Sanayi ve Teknoloji Bakanı Mustafa Varank, “Tersine beyin
göçünü sağlamak adına Uluslararası Lider Araştırmacılar destek programını
tasarladık. Bu programı daha önce Cumhurbaşkanımız ilan etmişti. İnşallah, biz
şu anda altını dolduruyoruz, yakında çağrıya çıkılacak. Bu program,
araştırmacılara sağlanan imkanlar açısından dünyada yeni ve öncü olma özelliği
taşıyor.” dedi.
Varank, Mimar ve Mühendisler Grubu’nca düzenlenen 3. Ar-Ge
ve İnovasyon Zirvesi’nin açılışında yaptığı konuşmada, bu dönemde Türkiye’de katma
değerli üretim ve teknoloji odaklı bir yapısal dönüşüme ihtiyaç bulunduğunu
söyledi.
Bu dönüşümün; sürdürülebilir büyüme, yüksek istihdam, güçlü
ödemeler dengesi ve düşük enflasyon hedeflerine ulaşmada önemli bir rol
oynayacağını vurgulayan Varank, şunları kaydetti:
“Bu noktadan hareketle milli teknoloji, güçlü sanayi
vizyonuyla yola çıktık. Bürokrasinin azaltıldığı, araştırmacılarımızın,
girişimcilerimizin ve sanayicilerimizin kaynaklara daha hızlı erişebildiği,
çözüm odaklı ve proaktif bir yaklaşım benimsiyoruz. Büyük ideallerimiz, ulaşmak
istediğimiz hedeflerimiz var. Bu hedeflere, yenilikçi politikalarımızın
ekonomik değere dönüşmesiyle ulaşabiliriz. Geçtiğimiz 14 senede, Ar-Ge
harcamaları, Ar-Ge kültürü ve insan kaynağı bakımından ciddi bir mesafe
kaydettik. Milli gelir içindeki Ar-Ge harcamalarının payını ikiye katladık,
özel sektörün Ar-Ge harcamaları içindeki payını yüzde 29’dan yüzde 54’e
yükselttik, insan kaynağı açısından kapasiteyi artırdık ve tam zaman eş değer
(TZE) Ar-Ge personeli sayısını 29 binden 134 bine çıkarttık. Yeterli mi?

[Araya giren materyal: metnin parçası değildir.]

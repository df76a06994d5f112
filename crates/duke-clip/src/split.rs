//! Row and cell splitter
//!
//! A two-state character scanner. Whether the scanner is inside a quoted span
//! is carried in [`ScanState`], never in sentinel text, so no input can be
//! mistaken for control syntax. Escaped quotes inside a quoted span are
//! collapsed with `escape::take_escaped_quote`, the rule [`escape::unescape`]
//! applies to whole strings.

use std::iter::Peekable;
use std::mem;
use std::str::Chars;

use crate::delimiter::Delimiter;
use crate::escape::{self, QUOTE};

/// One row as scanned, before blank rows are filtered out.
#[derive(Debug, Clone, PartialEq, Eq)]
pub struct RawRow {
    /// Cell values with quoting removed
    pub cells: Vec<String>,
    /// True when the row, read back as its cell values joined by the
    /// delimiter, is empty or whitespace only. Quoting does not count, so a
    /// row of quoted blank cells is blank.
    pub blank: bool,
}

#[derive(Debug, Clone, Copy, PartialEq, Eq)]
enum ScanState {
    /// No character of the current cell consumed yet
    CellStart,
    /// Outside a quoted span, cell already started
    Unquoted,
    /// Inside a quoted span
    Quoted,
}

/// Lazy iterator over the rows of clipboard text.
///
/// `\r\n` is read as a single `\n` everywhere, quoted spans included. A lone
/// `\r` is ordinary text.
#[derive(Debug, Clone)]
pub struct Rows<'a> {
    chars: Peekable<Chars<'a>>,
    delimiter: char,
    row: usize,
}

impl<'a> Rows<'a> {
    /// Start scanning `raw` with the given delimiter
    pub fn new(raw: &'a str, delimiter: Delimiter) -> Self {
        Self {
            chars: raw.chars().peekable(),
            delimiter: delimiter.as_char(),
            row: 0,
        }
    }

    fn finish_row(&mut self, cells: Vec<String>) -> RawRow {
        self.row += 1;
        let separators_blank = cells.len() == 1 || self.delimiter.is_whitespace();
        let blank = separators_blank
            && cells.iter().all(|cell| cell.chars().all(char::is_whitespace));
        RawRow { cells, blank }
    }

    /// Next character with `\r\n` folded into `\n`
    fn next_char(&mut self) -> Option<char> {
        let c = self.chars.next()?;
        if c == '\r' && self.chars.peek() == Some(&'\n') {
            self.chars.next();
            return Some('\n');
        }
        Some(c)
    }
}

impl Iterator for Rows<'_> {
    type Item = RawRow;

    fn next(&mut self) -> Option<RawRow> {
        self.chars.peek()?;

        let mut cells = Vec::new();
        let mut cell = String::new();
        let mut state = ScanState::CellStart;

        while let Some(c) = self.next_char() {
            match state {
                ScanState::Quoted => {
                    if c != QUOTE {
                        cell.push(c);
                    } else if escape::take_escaped_quote(&mut self.chars) {
                        cell.push(QUOTE);
                    } else {
                        state = ScanState::Unquoted;
                    }
                }
                ScanState::CellStart | ScanState::Unquoted => {
                    if c == '\n' {
                        cells.push(cell);
                        return Some(self.finish_row(cells));
                    }
                    if c == self.delimiter {
                        cells.push(mem::take(&mut cell));
                        state = ScanState::CellStart;
                    } else if c == QUOTE && state == ScanState::CellStart {
                        state = ScanState::Quoted;
                    } else {
                        cell.push(c);
                        state = ScanState::Unquoted;
                    }
                }
            }
        }

        if state == ScanState::Quoted {
            tracing::debug!(
                row = self.row,
                cell = cells.len(),
                "unterminated quoted span closed at end of input"
            );
        }
        cells.push(cell);
        Some(self.finish_row(cells))
    }
}

/// Split raw clipboard text into rows of cells, blank rows included.
pub fn rows(raw: &str, delimiter: Delimiter) -> Rows<'_> {
    Rows::new(raw, delimiter)
}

Elbette değil, yürüyecek daha çok yolumuz var.”
Varank, Ar-Ge ve yenilik destek programlarını hedef odaklı,
iş birliğine dayalı, uzun vadeli ve yüksek katma değer üretmeye yönelik
yaptıklarını, bu kapsamda Ar-Ge alanında bakanlık, KOSGEB ve TÜBİTAK
aracılığıyla birçok destek ve kolaylık sağladıklarını anlattı.
Ar-Ge ve tasarım faaliyetlerini kendi bünyesinde yapmak
isteyen firmalara “Ar-Ge Merkezi ve Tasarım Merkezi Belgesi” verdiklerini
anımsatan Varank, “Bu belgeye sahip firmalar; vergi indirimi, sigorta prim
desteği, gelir vergisi stopajı ve damga vergisi istisnası gibi imkanlardan
faydalanıyorlar. Şu an faaliyette bulunan 998 Ar-Ge merkezinde 54 bin Ar-Ge
personeli çalışıyor. Bu merkezlerde biten proje sayısı 21 bine ve devam eden
proje sayısı 12 bine ulaşmıştır.” diye konuştu.

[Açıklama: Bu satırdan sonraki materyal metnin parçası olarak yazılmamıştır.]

use std::{cmp::Ordering, str::FromStr};

use snafu::{ResultExt, Snafu, ensure};
use tracing::{Level, instrument};

use crate::{
    duration::{Duration, human, iso},
    unit::DurationUnit,
};

/// Error variants which can be encountered when parsing a [`Duration`]. Every variant
/// carries the complete, unmodified input.
#[derive(Debug, PartialEq, Eq, Snafu)]
#[snafu(visibility(pub(crate)))]
pub enum ParseDurationError {
    #[snafu(display("invalid duration {input:?}, input is empty"))]
    Empty { input: String },

    #[snafu(display("invalid duration {input:?}, unexpected format"))]
    InvalidFormat { input: String },

    #[snafu(display("invalid duration {input:?}, fragment has no unit"))]
    NoUnit { input: String },

    #[snafu(display("invalid duration {input:?}, unknown unit {unit:?}"))]
    UnknownUnit { input: String, unit: String },

    #[snafu(display(
        "invalid duration {input:?}, invalid fragment order, {current} must be before {previous}"
    ))]
    InvalidUnitOrdering {
        input: String,
        previous: DurationUnit,
        current: DurationUnit,
    },

    #[snafu(display("invalid duration {input:?}, fragment unit {unit} was specified multiple times"))]
    DuplicateUnit { input: String, unit: DurationUnit },

    #[snafu(display("invalid duration {input:?}, only seconds can have a fractional part, found {unit}"))]
    FractionalComponent { input: String, unit: DurationUnit },

    #[snafu(display("invalid duration {input:?}, only the last fragment can have a fractional part"))]
    FractionNotLast { input: String },

    #[snafu(display("invalid duration {input:?}, fragments sum up to an undefined value"))]
    UndefinedSum {
        input: String,
        source: crate::duration::ArithmeticError,
    },
}

impl ParseDurationError {
    /// Returns the input which failed to parse.
    pub fn input(&self) -> &str {
        match self {
            Self::Empty { input }
            | Self::InvalidFormat { input }
            | Self::NoUnit { input }
            | Self::UnknownUnit { input, .. }
            | Self::InvalidUnitOrdering { input, .. }
            | Self::DuplicateUnit { input, .. }
            | Self::FractionalComponent { input, .. }
            | Self::FractionNotLast { input }
            | Self::UndefinedSum { input, .. } => input,
        }
    }
}

/// A single `<sign><whole>[.<fraction>]<unit>` fragment of either text format.
#[derive(Debug, PartialEq, Eq)]
pub(crate) struct Fragment<'a> {
    pub negative: bool,
    pub whole: &'a str,
    pub fraction: Option<&'a str>,
    pub unit: DurationUnit,
}

/// The sign and the parenthesized body of a duration string, like `-(1h 30m)`.
pub(crate) struct Signed<'a> {
    pub negative: bool,
    pub has_sign: bool,
    pub body: &'a str,
}

impl<'a> Signed<'a> {
    /// Splits off an optional leading sign. Parentheses around the remainder are only
    /// allowed after an explicit sign.
    pub fn split(input: &'a str) -> Self {
        let (negative, has_sign, rest) = match input.as_bytes().first() {
            Some(b'-') => (true, true, &input[1..]),
            Some(b'+') => (false, true, &input[1..]),
            _ => (false, false, input),
        };

        let body = match rest.strip_prefix('(').and_then(|r| r.strip_suffix(')')) {
            Some(inner) if has_sign => inner,
            _ => rest,
        };

        Self {
            negative,
            has_sign,
            body,
        }
    }

    pub fn apply(&self, duration: Duration) -> Duration {
        if self.negative { -duration } else { duration }
    }
}

/// Splits a leading `[+|-]<digits>[.<digits>]` number off `input`. Returns the sign, the
/// whole and the optional fractional digits, and the rest of the input.
pub(crate) fn split_number(input: &str) -> Option<(bool, &str, Option<&str>, &str)> {
    let (negative, rest) = match input.as_bytes().first() {
        Some(b'-') => (true, &input[1..]),
        Some(b'+') => (false, &input[1..]),
        _ => (false, input),
    };

    let (whole, rest) = split_digits(rest);
    if whole.is_empty() {
        return None;
    }

    match rest.strip_prefix('.') {
        Some(rest) => {
            let (fraction, rest) = split_digits(rest);
            (!fraction.is_empty()).then_some((negative, whole, Some(fraction), rest))
        }
        None => Some((negative, whole, None, rest)),
    }
}

fn split_digits(input: &str) -> (&str, &str) {
    let end = input
        .find(|c: char| !c.is_ascii_digit())
        .unwrap_or(input.len());
    input.split_at(end)
}

/// Validates that fragment units are strictly descending and sums them up.
pub(crate) fn accumulate(input: &str, fragments: &[Fragment<'_>]) -> Result<Duration, ParseDurationError> {
    let mut duration = Duration::ZERO;
    let mut last_unit: Option<DurationUnit> = None;

    for fragment in fragments {
        if let Some(previous) = last_unit {
            match fragment.unit.cmp(&previous) {
                Ordering::Greater => {
                    return InvalidUnitOrderingSnafu {
                        input,
                        previous,
                        current: fragment.unit,
                    }
                    .fail();
                }
                Ordering::Equal => {
                    return DuplicateUnitSnafu {
                        input,
                        unit: fragment.unit,
                    }
                    .fail();
                }
                Ordering::Less => (),
            }
        }

        duration = duration
            .try_add(fragment.to_duration())
            .context(UndefinedSumSnafu { input })?;
        last_unit = Some(fragment.unit);
    }

    Ok(duration)
}

impl Fragment<'_> {
    fn to_duration(&self) -> Duration {
        // Only ASCII digits reach this point, so the only possible failure is overflow,
        // which saturates.
        let whole = self.whole.parse::<i64>().unwrap_or(i64::MAX);
        let mut duration = Duration::from_unit(whole, self.unit);

        if let Some(fraction) = self.fraction {
            let fraction = format!("0.{fraction}").parse::<f64>().unwrap_or_default();
            if let Ok(fraction) = Duration::try_from_unit_f64(fraction, self.unit) {
                // The whole part is finite or positive infinity, neither sums to NaN with a
                // finite positive fraction.
                duration = duration.try_add(fraction).unwrap_or(duration);
            }
        }

        if self.negative { -duration } else { duration }
    }
}

impl Duration {
    /// Parses a duration from either the human-readable format (`1h 30m`) or the
    /// ISO-8601 format (`PT1H30M`).
    #[instrument(level = Level::TRACE)]
    pub fn parse(input: &str) -> Result<Self, ParseDurationError> {
        ensure!(!input.is_empty(), EmptySnafu { input });

        let signed = Signed::split(input);
        ensure!(
            !(signed.has_sign && signed.body.starts_with(['+', '-'])),
            InvalidFormatSnafu { input }
        );

        let result = if signed.body.starts_with('P') {
            iso::parse_body(input, signed.body)
        } else {
            human::parse_body(input, signed.body)
        };

        result
            .map(|duration| signed.apply(duration))
            .inspect_err(|err| tracing::debug!(%err, "failed to parse duration"))
    }

    /// Parses a duration in the ISO-8601 format, like `PT1H30M` or `-P2DT12H`.
    #[instrument(level = Level::TRACE)]
    pub fn parse_iso(input: &str) -> Result<Self, ParseDurationError> {
        ensure!(!input.is_empty(), EmptySnafu { input });

        let signed = Signed::split(input);
        iso::parse_body(input, signed.body)
            .map(|duration| signed.apply(duration))
            .inspect_err(|err| tracing::debug!(%err, "failed to parse ISO-8601 duration"))
    }

    /// Same as [`Duration::parse`], but returns [`None`] instead of an error.
    pub fn parse_or_none(input: &str) -> Option<Self> {
        Self::parse(input).ok()
    }

    /// Same as [`Duration::parse_iso`], but returns [`None`] instead of an error.
    pub fn parse_iso_or_none(input: &str) -> Option<Self> {
        Self::parse_iso(input).ok()
    }
}

impl FromStr for Duration {
    type Err = ParseDurationError;

    fn from_str(input: &str) -> Result<Self, Self::Err> {
        Self::parse(input)
    }
}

“SON 14 SENEDE TEKNOPARKLARA 750 MİLYON LİRA ÖDENEK
SAĞLADIK”
Mustafa Varank, geçen gün kamuoyuna ilan edilen Özgün ve
Milli Helikopter T-625’in Ar-Ge merkezi desteğinden yararlanan bir proje
olduğunu belirterek, konuşmasını şöyle sürdürdü:
“Teknoparklar vasıtasıyla üniversitelerle sanayicileri,
teorik bilgiyle pratiği bir araya getiriyoruz. Faaliyetteki 58 teknoparkta,
yüksek teknolojili ürünler yerli imkan ve kabiliyetlerle geliştiriliyor. Son 14
senede teknoparklara 750 milyon lira ödenek sağladık. Bildiğiniz gibi
teknoparklarda yer alan işletmeler, birçok vergisel muafiyetler ve prim
istisnası gibi teşviklerden yararlanıyor. Bu destekler sayesinde
teknoparklarımızda 5 bin 68 işletme faaliyet gösteriyor, yaklaşık 50 bin kişi
istihdam ediliyor. Bakanlık olarak önümüzdeki dönemde teknopark ekosistemini
daha da güçlendirecek, yeni fikirlerin ve girişimcilerin desteklenmesine
odaklanacağız.
Ekonomimizin bel kemiği olan KOBİ’ler için KOSGEB
aracılığıyla bir dizi Ar-Ge desteği sunuyoruz. KOBİ Teknolojik Ürün Yatırım
Destek Programı'yla teknoloji tabanlı ve ihracata yönelik üretimi teşvik
ediyoruz. Ekonomik kalkınmanın sürükleyicisi olan girişimcilerimizin ve
KOBİ’lerimizin, geleceğe en iyi şekilde hazırlanması için tüm imkanlarımızı
seferber ediyoruz. Bu kapsamda, yeni fikir ve buluşlara sahip KOBİ ve
girişimcilerin geliştirilmesi için fikirden ürün aşamasına kadar gerçekleşen
araştırma, geliştirme ve yenilik faaliyetlerini, teknolojik değeri yüksek
ürünlerin seri üretime geçiş süreçlerini, yurt dışı pazarlara açılmalarını ve
çeşitli finansman kaynaklarına erişim için yapacakları harcamaları
desteklemekteyiz. Amacımız, KOBİ’leri, değişimi izleyen değil, değişimi yöneten
işletmeler haline dönüştürmektir.”
Varank, TÜBİTAK aracılığıyla özel sektöre, üniversitelere ve
araştırmacılara yönelik teşvikler verdiklerini hatırlatarak, "Özel sektör
için TEYDEB, Sanayi Yenilik Ağ Mekanizması ve Bireysel Genç Girişimci Programı
desteklerimiz aktif bir şekilde devam ediyor. Akademik alandaysa;
araştırmacılarımıza proje desteklerimizi ve burslarımızı sürdürürken, teknoloji
transfer ofislerini güçlendirici adımlar atıyoruz.” dedi.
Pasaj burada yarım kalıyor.